The problem to me is that I've seen this cycle many times before. New tool shows up claiming it is far superior to everything else with speed being a major factor and everyone else is doing it wrong. Even though the new tool does a fraction of what the old "bad" tool is doing. With adoption comes increased functionality and demands and the new tool starts morphing into the old tool with the same claimed downsides. The UX issues to me are a symptom of that process.
I still think uv is a fine tool. I've used poetry before and sometimes plain old pip. They're all fine with each tool catering to different use cases, in my opinion. Sometimes you have to add pyenv, sometimes you don't. Sometimes you add direnv, sometimes you don't and so on. And I've cursed at everyone of them at times. However, the fanboyism is very strong with uv which makes me wonder why.
> PEP 658 went live on PyPI in May 2023. uv launched in February 2024. uv could be fast because the ecosystem finally had the infrastructure to support it. A tool like uv couldn’t have shipped in 2020. The standards weren’t there yet.
> Other ecosystems figured this out earlier. Cargo has had static metadata from the start. npm’s package.json is declarative. Python’s packaging standards finally bring it to parity.
Are there any tools written in Python since then that are anywhere as close to as fast as uv when operating on packages that use this newer format? I've yet to hear of one.
> No .egg support. Eggs were the pre-wheel binary format. pip still handles them; uv doesn’t even try. The format has been obsolete for over a decade.
It seems dubious that adding support for egg would prevent uv from being as fast on packages that don't use that format.
> Virtual environments required. pip lets you install into system Python by default. uv inverts this, refusing to touch system Python without explicit flags. This removes a whole category of permission checks and safety code.
Passing `--user` to `pip install` doesn't seem to make things noticeably faster in most cases.
> Parallel downloads. pip downloads packages one at a time. uv downloads many at once. Any language can do this.
Any language with a global interpreter lock certainly can't do that as effectively as a language without one.

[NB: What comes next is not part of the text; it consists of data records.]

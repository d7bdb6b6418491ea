//! Business logic for fund verification and debiting.

use crate::errors::WalletResult;
use crate::repository::WalletStore;
use rust_decimal::Decimal;
use saga_common::events::{PaymentCreatedEvent, VerificationStatus, WalletResponseEvent};

pub struct WalletService {
    store: WalletStore,
}

impl WalletService {
    pub fn new(store: WalletStore) -> Self {
        Self { store }
    }

    /// No mutation: only reports whether `event.customer_id`'s wallet can
    /// cover `event.amount`.
    pub async fn validate_funds(&self, event: &PaymentCreatedEvent) -> WalletResult<WalletResponseEvent> {
        let wallet = self.store.find_by_user_id(&event.customer_id).await?;

        let (status, reason) = if wallet.balance < event.amount {
            (VerificationStatus::Declined, "Insufficient funds".to_string())
        } else {
            (VerificationStatus::Approved, String::new())
        };

        Ok(WalletResponseEvent {
            payment_id: event.id.clone(),
            user_id: event.customer_id.clone(),
            status,
            amount: event.amount,
            reason,
        })
    }

    /// No sufficiency re-check — the caller already validated funds before
    /// requesting the debit.
    pub async fn debit_balance(&self, user_id: &str, amount: Decimal) -> WalletResult<()> {
        self.store.debit(user_id, amount).await?;
        Ok(())
    }
}
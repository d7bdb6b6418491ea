//! Environment configuration: direct `std::env::var` reads with inline
//! defaults, no struct-tag crate.

use crate::retry::RetryConfig;
use std::time::Duration;

fn env_or(key: &str, default: &str) -> String {
    std::env::var(key).unwrap_or_else(|_| default.to_string())
}

fn env_parse_or<T: std::str::FromStr>(key: &str, default: T) -> T {
    std::env::var(key)
        .ok()
        .and_then(|v| v.parse().ok())
        .unwrap_or(default)
}

#[derive(Debug, Clone)]
pub struct KafkaConfig {
    pub brokers: String,
    pub group_id: String,
    pub subscriber_topics: Vec<String>,
    pub publish_topics: Vec<String>,
}

impl KafkaConfig {
    pub fn from_env(group_id_var: &str, group_id_default: &str) -> Self {
        let brokers = env_or("KAFKA_BROKERS", "localhost:9092");
        let group_id = env_or(group_id_var, group_id_default);
        let subscriber_topics = split_csv(&env_or("KAFKA_SUBSCRIBER_TOPICS", ""));
        let publish_topics = split_csv(&env_or("KAFKA_PUBLISH_TOPICS", ""));

        Self {
            brokers,
            group_id,
            subscriber_topics,
            publish_topics,
        }
    }
}

fn split_csv(s: &str) -> Vec<String> {
    s.split(',')
        .map(|t| t.trim().to_string())
        .filter(|t| !t.is_empty())
        .collect()
}

impl RetryConfig {
    pub fn from_env() -> Self {
        Self {
            max_attempts: env_parse_or("KAFKA_RETRY_MAX_ATTEMPTS", 5),
            base_delay: Duration::from_millis(env_parse_or("KAFKA_RETRY_BASE_DELAY", 100)),
            max_delay: Duration::from_millis(env_parse_or("KAFKA_RETRY_MAX_DELAY", 10_000)),
            jitter: env_parse_or("KAFKA_RETRY_JITTER", true),
        }
    }
}

#[derive(Debug, Clone)]
pub struct DbConfig {
    pub host: String,
    pub user: String,
    pub password: String,
    pub name: String,
    pub port: String,
    pub sslmode: String,
}

impl DbConfig {
    pub fn from_env() -> Self {
        Self {
            host: env_or("DB_HOST", "localhost"),
            user: env_or("DB_USER", "postgres"),
            password: env_or("DB_PASSWORD", "postgres"),
            name: env_or("DB_NAME", "payments_db"),
            port: env_or("DB_PORT", "5432"),
            sslmode: env_or("DB_SSLMODE", "disable"),
        }
    }

    pub fn url(&self) -> String {
        format!(
            "postgres://{}:{}@{}:{}/{}?sslmode={}",
            self.user, self.password, self.host, self.port, self.name, self.sslmode
        )
    }
}

pub fn app_port(default: &str) -> u16 {
    env_parse_or("APP_PORT", default.parse().unwrap())
}

pub fn is_local_env() -> bool {
    env_or("GO_ENV", "").eq_ignore_ascii_case("local")
}

pub fn load_dotenv() {
    if is_local_env() {
        dotenvy::dotenv().ok();
    }
}
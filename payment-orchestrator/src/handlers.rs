use crate::errors::OrchestratorResult;
use crate::models::{ApiResponse, CreatePaymentRequest, Payment};
use crate::repository::PaymentStore;
use crate::saga::SagaService;
use axum::{extract::State, http::StatusCode, Json};
use saga_common::bus::Publisher;
use std::sync::Arc;

pub type AppSaga = SagaService<PaymentStore, Publisher>;

#[derive(Clone)]
pub struct AppState {
    pub saga: Arc<AppSaga>,
}

/// `POST /payments` — validates, persists, and publishes `payments.created`.
pub async fn create_payment(
    State(state): State<AppState>,
    Json(payload): Json<CreatePaymentRequest>,
) -> OrchestratorResult<(StatusCode, Json<ApiResponse<Payment>>)> {
    tracing::info!(customer_id = %payload.customer_id, amount = %payload.amount, "Creating payment");

    let payment = state
        .saga
        .create_payment(
            payload.amount,
            &payload.currency,
            &payload.method,
            &payload.customer_id,
        )
        .await?;

    tracing::info!(payment_id = %payment.id, "Payment created successfully");

    Ok((StatusCode::CREATED, Json(ApiResponse::success(payment))))
}

/// `GET /payments/:id`
pub async fn get_payment(
    State(state): State<AppState>,
    axum::extract::Path(id): axum::extract::Path<String>,
) -> OrchestratorResult<Json<ApiResponse<Payment>>> {
    let payment = state.saga.get_payment(&id).await?;

    Ok(Json(ApiResponse::success(payment)))
}

pub async fn health_check() -> (StatusCode, &'static str) {
    (StatusCode::OK, "OK")
}
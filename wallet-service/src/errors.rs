use thiserror::Error;

#[derive(Debug, Error)]
pub enum WalletError {
    #[error("Wallet not found for user: {0}")]
    WalletNotFound(String),

    #[error("Concurrent update detected, retry")]
    OptimisticLockError,

    #[error("Database error: {0}")]
    DatabaseError(#[from] sqlx::Error),

    #[error("Bus error: {0}")]
    BusError(#[from] saga_common::BusError),
}

pub type WalletResult<T> = Result<T, WalletError>;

> Python-free resolution. pip needs Python running to do anything, and invokes build backends as subprocesses to get metadata from legacy packages. uv parses TOML and wheel metadata natively, only spawning Python when it hits a setup.py-only package that has no other option.
This one is pretty self-explanatory.
The section at the end somewhat overlaps with the parts I called out, and I recognize that the author of that post is almost certainly more familiar with the specifics of uv and Python package management than me, but with a lack of concrete example of a Python package manager that's anywhere close to the level of performance of a Rust one, I can't help but feel like pip would probably be quite noticeably slower than a Rust alternative written with an identical feature set (whether that feature set is "what pip currently supports" or "the minimal set of features described here"). I could imagine it being something like, pip could maybe be optimized from being 50x slower than uv to only 5x, but if that's the case, I think "Rust isn't the main reason it's fast" is a bit of an oversimplification when the discussion is about comparisons to alternatives that are all written in Python.
What???
I understood the first format instantly, but had no idea what the second meant until the author explained it.
Not, in fact, correct. Knowledge only cements itself in the brain when it's regularly referenced. Because `>=` and `<=` borrow well-established concepts well-established, they are both intuitive to people reading them for the first time, and easier to solidify or to re-infer for someone who's forgotten their meaning.